KPAI Dorong Perda Pencegahan Pernikahan Anak Diperkuat dengan Sanksi & Anggaran
·waktu baca 2 menit

Komisi Pelindungan Anak Indonesia meminta Kementerian Dalam Negeri (Kemendagri) untuk meninjau ulang peraturan di setiap daerah yang mengatur tentang pencegahan pernikahan dini.
Hal ini merespons kasus pernikahan anak yang terjadi di Lombok, Nusa Tenggara Barat. Mereka meminta agar aturan pencegahan ini dibekali dengan sanksi untuk memberikan efek jera.

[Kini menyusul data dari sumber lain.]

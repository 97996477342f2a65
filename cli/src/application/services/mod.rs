//! Application services: use-case orchestration.
//!
//! Each service module implements a single use-case by composing domain logic
//! with port trait calls. Services import only from `crate::domain` and
//! `crate::application::ports`: never from `crate::infra`, `crate::commands`,
//! or `crate::output`.

pub mod config_service;
pub mod create_codespace;
pub mod provision;
pub mod readiness;
pub mod selection;
pub mod session;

“Nah, di faktor regulasi ini memang di NTB sendiri sudah ada peraturan daerah terkait pencegahan perkawinan anak namun tidak mengandung sanksi. Kemudian juga tidak ada komitmen anggaran dari pemerintah daerah,” kata Komisioner KPAI Ai Rahmayanti, saat ditemui di kompleks parlemen Senayan, Jakarta, Senin (26/5).
Ai menjelaskan aturan pelarangan pernikahan dini di NTB sudah diatur dalam peraturan daerah yang dikeluarkan tahun 2021.

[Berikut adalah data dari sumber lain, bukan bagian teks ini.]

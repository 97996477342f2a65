//! `codespace create`: create a codespace, optionally opening a shell or a
//! notebook on it.

use std::process::ExitCode;
use std::time::Duration;

use anyhow::Result;
use clap::Args;
use tokio_util::sync::CancellationToken;

use crate::app::AppContext;
use crate::application::services::config_service;
use crate::application::services::create_codespace::{
    Channel, ChannelEndpoint, CreateDeps, CreateOptions, CreateOutcome,
    create_and_optionally_connect,
};
use crate::application::services::readiness::FixedIntervalPoller;
use crate::application::services::selection::{MachineSelection, SelectionRequest};
use crate::application::services::session::with_session;
use crate::domain::error::CodespaceError;
use crate::domain::retention::{NullableDuration, parse_duration};
use crate::infra::api::HttpCodespacesApi;
use crate::infra::relay::RelayClient;
use crate::infra::ssh;
use crate::output::{DialoguerChooser, StderrStream, TerminalReporter};

/// Arguments for the create command.
#[derive(Args, Debug, Default)]
pub struct CreateArgs {
    /// Repository name with owner: OWNER/REPO
    #[arg(short = 'R', long = "repo", default_value = "")]
    pub repo: String,

    /// Repository branch (default: the repository's default branch)
    #[arg(short, long, default_value = "")]
    pub branch: String,

    /// Location: EastUs, SouthEastAsia, WestEurope, WestUs2 (determined automatically if not provided)
    #[arg(long, default_value = "")]
    pub location: String,

    /// Hardware specifications for the VM
    #[arg(short, long, default_value = "")]
    pub machine: String,

    /// Path to the devcontainer.json file to use when creating codespace
    #[arg(long = "devcontainer-path", default_value = "")]
    pub devcontainer_path: String,

    /// Display name for the codespace
    #[arg(short, long = "display-name", default_value = "")]
    pub display_name: String,

    /// Allowed inactivity before codespace is stopped, e.g. "10m", "1h"
    #[arg(long = "idle-timeout", value_parser = parse_duration_arg)]
    pub idle_timeout: Option<Duration>,

    /// Allowed time after shutting down before the codespace is automatically deleted (maximum 30 days), e.g. "1h", "72h". An empty value clears it
    #[arg(long = "retention-period")]
    pub retention_period: Option<String>,

    /// Do not prompt to accept additional permissions requested by the codespace
    #[arg(long = "default-permissions")]
    pub default_permissions: bool,

    /// Show status of post-create command and dotfiles
    #[arg(short = 's', long = "status")]
    pub status: bool,

    /// Open an SSH session once the codespace is ready
    #[arg(long, conflicts_with = "jupyter")]
    pub ssh: bool,

    /// Start a notebook server once the codespace is ready and print its URL
    #[arg(long)]
    pub jupyter: bool,
}

fn parse_duration_arg(s: &str) -> Result<Duration, String> {
    parse_duration(s).map_err(|e| e.to_string())
}

impl CreateArgs {
    /// Translate flags into service options.
    ///
    /// # Errors
    ///
    /// Returns an error if `--retention-period` is not a valid duration.
    pub fn to_options(&self) -> Result<CreateOptions> {
        let retention_period = match &self.retention_period {
            None => NullableDuration::Unset,
            Some(raw) => NullableDuration::parse(raw)?,
        };
        let channel = if self.ssh {
            Some(Channel::Shell)
        } else if self.jupyter {
            Some(Channel::Notebook)
        } else {
            None
        };
        Ok(CreateOptions {
            selection: SelectionRequest {
                repo: self.repo.clone(),
                branch: self.branch.clone(),
                dev_container_path: self.devcontainer_path.clone(),
                machine: self.machine.clone(),
                location: self.location.clone(),
            },
            display_name: self.display_name.clone(),
            idle_timeout: self.idle_timeout,
            retention_period,
            permissions_opt_out: self.default_permissions,
            show_status: self.status,
            channel,
        })
    }
}

/// Run `codespace create`.
///
/// Prints the codespace name on stdout. With `--ssh` it then runs `ssh`
/// through the relay; with `--jupyter` it prints the notebook URL and keeps
/// the session open until interrupted.
///
/// # Errors
///
/// Returns an error if any stage of the create flow fails.
pub async fn run(app: &AppContext, args: &CreateArgs, cancel: &CancellationToken) -> Result<ExitCode> {
    let options = args.to_options()?;
    let config = config_service::load_config(&app.config_store)?;
    let api = HttpCodespacesApi::from_env(&config.api)?;
    let relay = RelayClient::default();
    let poller = FixedIntervalPoller::from_config(&config.poll);
    let chooser = DialoguerChooser::new(app.non_interactive);
    let stream = StderrStream::new(&app.output);
    let reporter = TerminalReporter::new(&app.output);

    let deps = CreateDeps {
        api: &api,
        relay: &relay,
        poller: &poller,
        chooser: &chooser,
        stream: &stream,
        reporter: &reporter,
        machines: MachineSelection {
            policy: config.machine.policy,
            default: config.machine.default.clone(),
        },
    };

    let outcome = match create_and_optionally_connect(&deps, &options, cancel).await {
        Ok(outcome) => outcome,
        Err(err) => {
            reporter.fail();
            return Err(err);
        }
    };
    reporter.finish();

    match outcome {
        CreateOutcome::Created(codespace) => {
            println!("{}", codespace.name);
            Ok(ExitCode::SUCCESS)
        }
        CreateOutcome::Connected {
            codespace,
            session,
            channel,
        } => {
            println!("{}", codespace.name);
            with_session(session, async move |_| match channel {
                ChannelEndpoint::Shell(shell) => {
                    tokio::select! {
                        () = cancel.cancelled() => Err(CodespaceError::Canceled.into()),
                        status = ssh::run_interactive(shell.local_port, &shell.remote_user) => {
                            status.map(|s| match s.code() {
                                Some(0) => ExitCode::SUCCESS,
                                Some(code) => ExitCode::from(u8::try_from(code).unwrap_or(1)),
                                None => ExitCode::FAILURE,
                            })
                        }
                    }
                }
                ChannelEndpoint::Notebook(notebook) => {
                    app.output.info(&format!("Notebook server: {}", notebook.url()));
                    app.output.info("Press Ctrl+C to stop forwarding");
                    cancel.cancelled().await;
                    Ok(ExitCode::SUCCESS)
                }
            })
            .await
        }
    }
}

Namun, dalam aturan tersebut tidak diatur sanksi untuk perangkat daerah yang berkontribusi menyelenggarakan pernikahan ini.
Padahal, menurut Ai, pernikahan dini ini melibatkan perangkat desa seperti penghulu. Untuk itu Ai meminta Kemendagri untuk meninjau seluruh aturan yang menyematkan aturan mengenai sanksi.
“Nah, informasi tersebut juga ternyata ini juga ada peran Kementerian Dalam Negeri men-delete terkait dengan sanksi dan anggaran tersebut,” katanya.
“Kami KPAI juga merekomendasikan agar Kemendagri juga meninjau ulang terkait dengan peraturan daerah tersebut,” sambungnya.
Ia menjelaskan, bahwa Perda pencegahan pernikahan dini ini bisa merujuk pada Undang-Undang Tindak Pidana Kekerasan Seksual (TPKS) yang mengatur ancaman pidana hingga denda ratusan juta rupiah bagi pihak yang menyelenggarakan pernikahan dini.
“Secara regulasi ini juga sudah ada di Undang-Undang TPKS Pasal 10, di sana ada ancaman pidana 9 tahun atau denda Rp 200 juta kepada pihak-pihak yang terlibat dalam perkawinan anak,” tuturnya.